Ein neues schweres Unwetter wütete am 15. Mai 1889. In Bodenrode kamen 50 Schafe um. Am 20. und 21. Mai 1890 war der Was­serstand der Leine noch höher als 1886. Be­sonders schlimm waren diesmal die Ver­wüstungen an der Beber. Am 7. August 1890 tobte auf dem Südeichsfeld ein schwe­res Unwetter. Hagelschlag vernichtete am 21. Juli 1902 bei Heiligenstadt die Ernte. Am 4. September des gleichen Jahres wurde die Eichsfelder Höhe heimgesucht, am 12. September hatte Heuthen einen Wolkenbruch. 1904 verhagelten am 2. August die Felder bei Kefferhausen und Kreuzebra, am 5. Juli die Fluren auf dem Untereichsfelde. Der 11. Juli 1906 brachte dem Südeichsfeld eine Überschwemmung, der 24. Juli Heu­then wieder einen Wolkenbruch. Durch Blitzschlag wurden in all den Jahren zahl­reiche Menschen und viel Großvieh getötet.

September-Gewitter sind nach den Er­fahrungen unserer Landwirte im Allgemei­nen recht heftig. Bei dem Unwetter, das am 4. September 1902 sich über der Eichs­felder Höhe entlud, wurden allein in Dingelstädt mehrere hundert Fensterscheiben und viele Dächer zertrümmert. Dass Sep­tember-Gewitter recht gefährlich sind, hat auch der Wolkenbruch gerechtfertigt, der in der Nacht vom 11. zum 12. September 1909 Heiligenstadt in eine große Wasserburg verwandelte. Dieses Hochwasserjahr hat übrigens zu umfassenden Meliorationsarbeiten geführt, die größere Überschwemmungen im Stadtgebiet ausgeschaltet, haben.

Gewitterstürme und Hochwasser sind in unserem Hügellande auch im Winter mög­lich. Am 7. Dezember 1868 schleuderte ein Windstoß drei von den schweren Sand­stein-Fialen am neuen Turm der Aegidienkirche in Heiligenstadt zu Boden. Die kaum fertig gewordenen Bahnhofsgebäude an der Halle-Kasseler-Linie wurden abge­deckt, Wärterhäuschen umgeworfen.
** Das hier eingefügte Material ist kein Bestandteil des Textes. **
//! Quadratic splines and their evaluation over the whole parameter range.
use tinyvec::TinyVec;

use super::point2::Point2;
use super::quadratic_bezier::QuadraticBezier;
use super::{count, Scalar};

/// A curve that can be evaluated at a parameter t in [0,1]
pub trait Spline<T> {
    fn eval(&self, t: T) -> Point2<T>;
}

/// Point storage of a spline. Splines of up to ten segments stay inline.
pub type SplinePoints<T> = TinyVec<[Point2<T>; 12]>;

/// A chain of quadratic Bezier segments stored the way TrueType stores them:
/// `[start, ctrl_1, ctrl_2, ..., ctrl_n, end]`.
/// The on-curve joints between two segments are implied as the midpoints of
/// neighbouring control points, so a spline of n segments holds n + 2 points
/// and is tangent-continuous at every joint by construction.
#[derive(Clone, Debug, PartialEq)]
pub struct QuadraticSpline<T: Scalar> {
    points: SplinePoints<T>,
}

impl<T> QuadraticSpline<T>
where
    T: Scalar,
{
    /// Build a spline from its start point, control points and end point.
    /// Returns None if there is not at least one control point.
    pub fn new(points: &[Point2<T>]) -> Option<Self> {
        if points.len() < 3 {
            return None;
        }
        Some(QuadraticSpline {
            points: points.iter().copied().collect(),
        })
    }

    pub(crate) fn from_parts(
        start: Point2<T>,
        controls: impl IntoIterator<Item = Point2<T>>,
        end: Point2<T>,
    ) -> Self {
        let mut points = SplinePoints::new();
        points.push(start);
        points.extend(controls);
        points.push(end);
        debug_assert!(points.len() >= 3);
        QuadraticSpline { points }
    }

    /// Number of quadratic segments (= number of control points)
    pub fn segment_count(&self) -> usize {
        self.points.len() - 2
    }

    pub fn points(&self) -> &[Point2<T>] {
        &self.points
    }

    pub fn start(&self) -> Point2<T> {
        self.points[0]
    }

    pub fn end(&self) -> Point2<T> {
        self.points[self.points.len() - 1]
    }

    /// The off-curve points of the spline
    pub fn control_points(&self) -> &[Point2<T>] {
        &self.points[1..self.points.len() - 1]
    }

    /// All points but the start, i.e. what a contour segment stores since its
    /// start point belongs to the preceding segment.
    pub fn after_start(&self) -> &[Point2<T>] {
        &self.points[1..]
    }

    /// Iterate over the rendered quadratic segments. The first and last
    /// segment end on the true start and end point, every interior joint is
    /// the midpoint of the two neighbouring control points.
    pub fn segments(&self) -> impl Iterator<Item = QuadraticBezier<T>> + '_ {
        let n = self.segment_count();
        let p = &self.points;
        (1..=n).map(move |i| QuadraticBezier {
            start: if i == 1 { p[0] } else { p[i - 1].midpoint(p[i]) },
            ctrl: p[i],
            end: if i == n { p[i + 1] } else { p[i].midpoint(p[i + 1]) },
        })
    }

    pub fn into_points(self) -> Vec<Point2<T>> {
        self.points.to_vec()
    }

    fn segment_parameter(&self, t: T) -> (usize, T) {
        let n = self.segment_count();
        let t = t.max(T::zero()).min(T::one());
        let scaled = t * count(n);
        if scaled >= count(n) {
            return (n - 1, T::one());
        }
        let index = scaled.floor();
        let local = scaled - index;
        // floor() of a value in [0, n) always fits
        let index = index.to_usize().unwrap_or(0).min(n - 1);
        (index, local)
    }
}

impl<T: Scalar> Spline<T> for QuadraticSpline<T> {
    /// Evaluate a point along the whole spline for t in [0,1], each segment
    /// covering an equal share of the parameter range. t is clamped.
    fn eval(&self, t: T) -> Point2<T> {
        let (index, local) = self.segment_parameter(t);
        match self.segments().nth(index) {
            Some(segment) => segment.eval(local),
            None => self.end(),
        }
    }
}
use std::collections::btree_map;
use std::collections::BTreeMap;
use std::fmt;

/// Tally of how many curves were replaced by splines of each segment count
/// during one conversion run.
#[derive(Debug, Clone, Default, PartialEq, Eq)]
pub struct Report {
    counts: BTreeMap<usize, usize>,
}

impl Report {
    pub fn new() -> Self {
        Self::default()
    }

    /// Count one more spline with `segments` segments
    pub fn record(&mut self, segments: usize) {
        *self.counts.entry(segments).or_insert(0) += 1;
    }

    /// Number of splines with `segments` segments
    pub fn get(&self, segments: usize) -> usize {
        self.counts.get(&segments).copied().unwrap_or(0)
    }

    /// Total number of converted curves
    pub fn total(&self) -> usize {
        self.counts.values().sum()
    }

    pub fn is_empty(&self) -> bool {
        self.counts.is_empty()
    }

    /// (segment count, occurrences) pairs in ascending segment count
    pub fn iter(&self) -> btree_map::Iter<'_, usize, usize> {
        self.counts.iter()
    }

    pub fn counts(&self) -> &BTreeMap<usize, usize> {
        &self.counts
    }

    pub fn merge(&mut self, other: &Report) {
        for (&segments, &count) in other.iter() {
            *self.counts.entry(segments).or_insert(0) += count;
        }
    }
}

impl fmt::Display for Report {
    fn fmt(&self, f: &mut fmt::Formatter<'_>) -> fmt::Result {
        write!(f, "New spline lengths:")?;
        for (segments, count) in self.iter() {
            write!(f, "\n{}: {}", segments, count)?;
        }
        Ok(())
    }
}

impl<'a> IntoIterator for &'a Report {
    type Item = (&'a usize, &'a usize);
    type IntoIter = btree_map::Iter<'a, usize, usize>;

    fn into_iter(self) -> Self::IntoIter {
        self.counts.iter()
    }
}
use super::point2::Point2;
use super::Scalar;

/// A 2d quadratic Bezier curve defined by a start point, one control point
/// and an end point.
#[derive(Copy, Clone, Debug, PartialEq)]
pub struct QuadraticBezier<T> {
    pub(crate) start: Point2<T>,
    pub(crate) ctrl: Point2<T>,
    pub(crate) end: Point2<T>,
}

impl<T> QuadraticBezier<T>
where
    T: Scalar,
{
    pub fn new(start: Point2<T>, ctrl: Point2<T>, end: Point2<T>) -> Self {
        QuadraticBezier { start, ctrl, end }
    }

    pub fn start(&self) -> Point2<T> {
        self.start
    }

    pub fn ctrl(&self) -> Point2<T> {
        self.ctrl
    }

    pub fn end(&self) -> Point2<T> {
        self.end
    }

    /// Evaluate the curve at t using the De Casteljau algorithm
    pub fn eval(&self, t: T) -> Point2<T> {
        // unrolled de casteljau algorithm
        let ctrl_1ab = self.start.lerp(self.ctrl, t);
        let ctrl_1bc = self.ctrl.lerp(self.end, t);
        // second iteration, final point on the curve
        ctrl_1ab.lerp(ctrl_1bc, t)
    }
}
use std::{borrow::Cow, ffi::OsStr};

use super::GetEnv;

/// A table without any variables.
#[derive(Debug, Default, Clone, Copy)]
pub struct EmptyEnv();

impl GetEnv for EmptyEnv {
    #[inline]
    fn get<'a>(&'a self, _key: &OsStr) -> Option<Cow<'a, OsStr>> {
        None
    }
}
use crate::line_splitter::split_lines;

/// A `KEY=value` line located in an environment file.
#[derive(Debug, PartialEq, Eq, Clone)]
pub struct ConfigEntry {
    key: String,
    raw_line: String,
    lineno: usize,
}

impl ConfigEntry {
    #[inline]
    pub fn key(&self) -> &str {
        &self.key
    }

    /// The matched line with surrounding whitespace removed.
    #[inline]
    pub fn raw_line(&self) -> &str {
        &self.raw_line
    }

    /// Everything after `KEY=`, possibly empty.
    #[inline]
    pub fn value(&self) -> &str {
        &self.raw_line[self.key.len() + 1..]
    }

    /// 1-based line number of the match.
    #[inline]
    pub fn lineno(&self) -> usize {
        self.lineno
    }
}

/// Returns the first line whose trimmed text starts with `key=`.
///
/// This is a literal prefix test, so `APP_KEYFOO=1` is not a match for
/// `APP_KEY` and lines without any `=` are simply skipped. Quoting, comments
/// and `export` prefixes are not interpreted.
pub fn find_key(contents: &str, key: &str) -> Option<ConfigEntry> {
    for (lineno, line) in split_lines(contents) {
        let line = line.trim();
        let Some(rest) = line.strip_prefix(key) else {
            continue;
        };

        if rest.starts_with('=') {
            tracing::debug!(key, lineno, "found key");
            return Some(ConfigEntry {
                key: key.to_owned(),
                raw_line: line.to_owned(),
                lineno,
            });
        }
    }

    tracing::debug!(key, "key not found");
    None
}
/// The marker a well formed application key starts with.
pub const WELL_FORMED_PREFIX: &str = "base64:";

#[derive(Debug, PartialEq, Eq, Clone, Copy)]
pub enum Emptiness {
    Empty,
    NonEmpty,
}

#[derive(Debug, PartialEq, Eq, Clone, Copy)]
pub enum Format {
    WellFormedPrefix,
    UnexpectedFormat,
}

#[derive(Debug, PartialEq, Eq, Clone, Copy)]
pub struct ValueClassification {
    pub emptiness: Emptiness,
    pub format: Format,
    /// Length in characters.
    pub length: usize,
}

impl ValueClassification {
    #[inline]
    pub fn is_empty(&self) -> bool {
        self.emptiness == Emptiness::Empty
    }

    #[inline]
    pub fn is_well_formed(&self) -> bool {
        self.format == Format::WellFormedPrefix
    }
}

pub fn classify(value: &str) -> ValueClassification {
    let emptiness = if value.is_empty() {
        Emptiness::Empty
    } else {
        Emptiness::NonEmpty
    };

    let format = if value.starts_with(WELL_FORMED_PREFIX) {
        Format::WellFormedPrefix
    } else {
        Format::UnexpectedFormat
    };

    ValueClassification {
        emptiness,
        format,
        length: value.chars().count(),
    }
}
Das Februarhochwasser von 1909, das durch ein ungewöhnlich früh einsetzendes Tauwetter verschuldet wurde, bildet heute noch an manchem Winterabend den Inhalt der Un­terhaltung im Familienkreise. Bilder im Rathaus und in Privatbesitz erinnern an die Wassermassen, die sich damals durch die Straßen wälzten.

Autor: unbekannt
(Quelle: Eichsfelder Heimatborn, Ausgabe vom 18./19.09.1954)

Anmerkung
Die im Text erwähnten Hochwasser-Ereignisse erheben keinen Anspruch auf Vollständigkeit für den Eichsfelder Raum im 19. Jahrhundert uns 20. Jahrhundert.